= Trespass in English law =

Trespass in English law is an area of tort law broadly divided into three groups: trespass to the person, trespass to goods, and trespass to land.

Trespass to the person comes in three variants: assault, which is "to act in such a way that the claimant believes he is about to be attacked"; battery, "the intentional and direct application of force to another person"; and false imprisonment, "depriving the claimant of freedom of movement, without a lawful justification for doing so". All three require that the act be a direct and intentional act, with indirect or unintentional acts falling under the tort of negligence. Battery and assault require the claimant to establish that the defendant intended to act, while false imprisonment is a tort of strict liability. The guiding principle behind all three is based on the statement of Robert Goff, LJ, who stated in Collins v Wilcock that "any person's body is inviolate", excepting normal, day-to-day physical contact.

Trespass to goods is defined as "wrongful physical interference with goods that are in the possession of another", and is covered not only by the common law, but also by the Torts (Interference with Goods) Act 1977. The "trespass" can be as little as touching or moving the goods, given the right circumstances. It is unknown whether intention is required for a claim under trespass to goods, as the matter has never gone to court; the courts have confirmed that for damages to be awarded for harm suffered, the harm must have been reasonably foreseeable.

Trespass to land involves the "unjustifiable interference with land which is in the immediate and exclusive possession of another"; it is both a tort and, in certain circumstances, a crime under the Criminal Justice and Public Order Act 1994. It is not necessary to prove that harm was suffered to bring a claim, and is instead actionable per se. While most trespasses to land are intentional, the courts have decided that it could also be committed negligently. Accidental trespass also incurs liability.

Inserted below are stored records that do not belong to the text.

pub mod rng;
pub mod selector;
pub mod sequence;

#[cfg(any(test, feature = "mocks"))]
pub mod mocks;

#[cfg(test)]
mod integration_tests;

mod layer;

mod state;

pub use layer::Layer;
pub use rng::{DrawRng, RngSecret};
pub use state::{Memory, PrepareError, State, Status};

==Trespass to the person==

The general principle is that a trespass to the person must be a direct and intentional act, while if it was indirect or unintentional the tort of negligence would be more appropriate, as established in Letang v Cooper. The tort of trespass to the person contains three possible types; assault, battery and false imprisonment.

===Assault===
In English law, an assault means to act in such a way that the claimant or victim apprehends the application of immediate unlawful force upon themselves. The key elements of the tort are therefore that the defendant acts, and does so in such a way that the claimant is put in fear of "immediate physical violence". There is no requirement that actual damage be caused. In R v Costanza, the courts held that threats made by a stalker could be assault, while in R v Ireland, the House of Lords said that in the right situation (specifically, harassing phone calls) silence could be enough. In some situations an act which would otherwise be assault can be mitigated by the language used. In Tuberville v Savage, the defendant reached for his sword and told the claimant that "if it were not [court] time, I would not take such language from you"; it was held that despite the threatening gesture, this meant the claimant was not in immediate danger. The actions must give the claimant reasonable expectation that the defendant is going to use violence; if a fist was raised in front of the claimant, it could be enough. If the fist was raised from inside a police van following arrest, it would not.

===Battery===
Battery is defined as "the intentional and direct application of force to another person", and has three elements; force, direct application and intent. The courts have also added a requirement of "hostility" or lack of consent in many cases. As with assault, there is no need to show that damage was caused. Any application of physical contact, regardless of harm caused, can constitute force. In Collins v Wilcock, a female police officer took hold of a woman's arm, intending to talk to her on suspicion of soliciting contrary to the Street Offences Act 1959. The woman scratched the female police officer's arm. As the female police officer had gone beyond her duties in grabbing the woman (since she did not intend to charge her with an offence, but was still using force) it was held that this constituted "force". Robert Goff LJ wrote that the fundamental principle is that any person's body is inviolate, except in situations where the bodily contact "[falls] within a general exception embracing all physical contacts which are generally acceptable in the ordinary conduct of daily life".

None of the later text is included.